### Activity:
Search the data for the string "SongId" and extract every line where it appears.

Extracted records
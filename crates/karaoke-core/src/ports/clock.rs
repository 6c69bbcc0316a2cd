use std::time::Instant;

/// Fuente de instantes monotónicos; inyectable para tests.
pub trait Clock: Send + Sync {
  fn now(&self) -> Instant;
}

#[derive(Debug, Clone, Copy, Default)]
pub struct SystemClock;

impl Clock for SystemClock {
  fn now(&self) -> Instant {
    Instant::now()
  }
}
use karaoke_config::{CONFIG_BACKEND, ConfigBackend, ConfigError, PATHS};
use serde::{Deserialize, Serialize};
use std::path::PathBuf;
use std::time::Duration;

/// Simulated latency per data-source operation, in milliseconds.
#[derive(Debug, Serialize, Deserialize, Clone, PartialEq, Eq)]
pub struct LatencyConfig {
  pub get_all_ms: u64,
  pub get_by_id_ms: u64,
  pub create_ms: u64,
  pub update_ms: u64,
  pub delete_ms: u64,
}

impl Default for LatencyConfig {
  fn default() -> Self {
    Self { get_all_ms: 300, get_by_id_ms: 200, create_ms: 400, update_ms: 350, delete_ms: 250 }
  }
}

impl LatencyConfig {
  /// No artificial delay. Used by tests and tooling.
  pub fn none() -> Self {
    Self { get_all_ms: 0, get_by_id_ms: 0, create_ms: 0, update_ms: 0, delete_ms: 0 }
  }

  pub(crate) fn delay(ms: u64) -> Option<Duration> {
    (ms > 0).then(|| Duration::from_millis(ms))
  }
}

#[derive(Debug, Serialize, Deserialize, Clone)]
pub struct FixtureConfig {
  /// Directory with `songs.json`, `performances.json` and `users.json`.
  /// Missing files fall back to the embedded fixtures.
  pub dir: Option<PathBuf>,

  #[serde(default)]
  pub latency: LatencyConfig,
}

impl Default for FixtureConfig {
  fn default() -> Self {
    FixtureConfig { dir: Some(PATHS.fixtures_dir()), latency: LatencyConfig::default() }
  }
}

impl FixtureConfig {
  pub fn load() -> Result<Self, ConfigError> {
    let cfg = CONFIG_BACKEND.load_section_with_default("fixtures")?;
    CONFIG_BACKEND.save_section("fixtures", &cfg)?;
    Ok(cfg)
  }

  pub fn save(&self) -> Result<(), ConfigError> {
    CONFIG_BACKEND.save_section("fixtures", self)
  }
}
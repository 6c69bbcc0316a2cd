use tracing::{info, warn};

use crate::domain::performance::{PerformanceDraft, PerformancePatch};
use crate::domain::{Performance, PerformanceArtifact, PerformanceId, SongId, UserId};
use crate::errors::{CoreError, SessionError};
use crate::ports::DataSource;

/// Persists finished recordings through the data-source collaborator.
pub struct PerformanceService<R>
where
  R: DataSource<Performance>,
{
  repo: R,
}

impl<R> PerformanceService<R>
where
  R: DataSource<Performance>,
{
  pub fn new(repo: R) -> Self {
    Self { repo }
  }

  /// Saves an artifact as a new performance with no effects and no shares.
  ///
  /// Any data-source failure is reported as `PersistenceFailure`; nothing is
  /// retried.
  pub async fn save(
    &self,
    artifact: &PerformanceArtifact,
    user_id: UserId,
  ) -> Result<Performance, SessionError> {
    let draft = PerformanceDraft::from_artifact(artifact, user_id);

    match self.repo.create(draft).await {
      Ok(performance) => {
        info!(performance = %performance.id, song = %performance.song_id, "performance saved");
        Ok(performance)
      }
      Err(e) => {
        warn!(error = %e, url = %artifact.url, "saving performance failed");
        Err(SessionError::PersistenceFailure(e.to_string()))
      }
    }
  }

  pub async fn list(&self) -> Result<Vec<Performance>, CoreError> {
    Ok(self.repo.get_all().await?)
  }

  pub async fn list_for_song(&self, song_id: SongId) -> Result<Vec<Performance>, CoreError> {
    let all = self.repo.get_all().await?;
    Ok(all.into_iter().filter(|p| p.song_id == song_id).collect())
  }

  /// Records that the performance was shared on `platform` (once per platform).
  pub async fn mark_shared(&self, id: PerformanceId, platform: &str) -> Result<Performance, CoreError> {
    let current = self.repo.get_by_id(id).await?;
    if current.shared_platforms.iter().any(|p| p == platform) {
      return Ok(current);
    }

    let mut platforms = current.shared_platforms;
    platforms.push(platform.to_string());
    let patch = PerformancePatch { shared_platforms: Some(platforms), ..Default::default() };
    Ok(self.repo.update(id, patch).await?)
  }

  pub async fn delete(&self, id: PerformanceId) -> Result<bool, CoreError> {
    Ok(self.repo.delete(id).await?)
  }
}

### Task solution:
use crate::domain::{Performance, PerformanceArtifact, PerformanceId, SongId, UserId};
  pub async fn list_for_song(&self, song_id: SongId) -> Result<Vec<Performance>, CoreError> {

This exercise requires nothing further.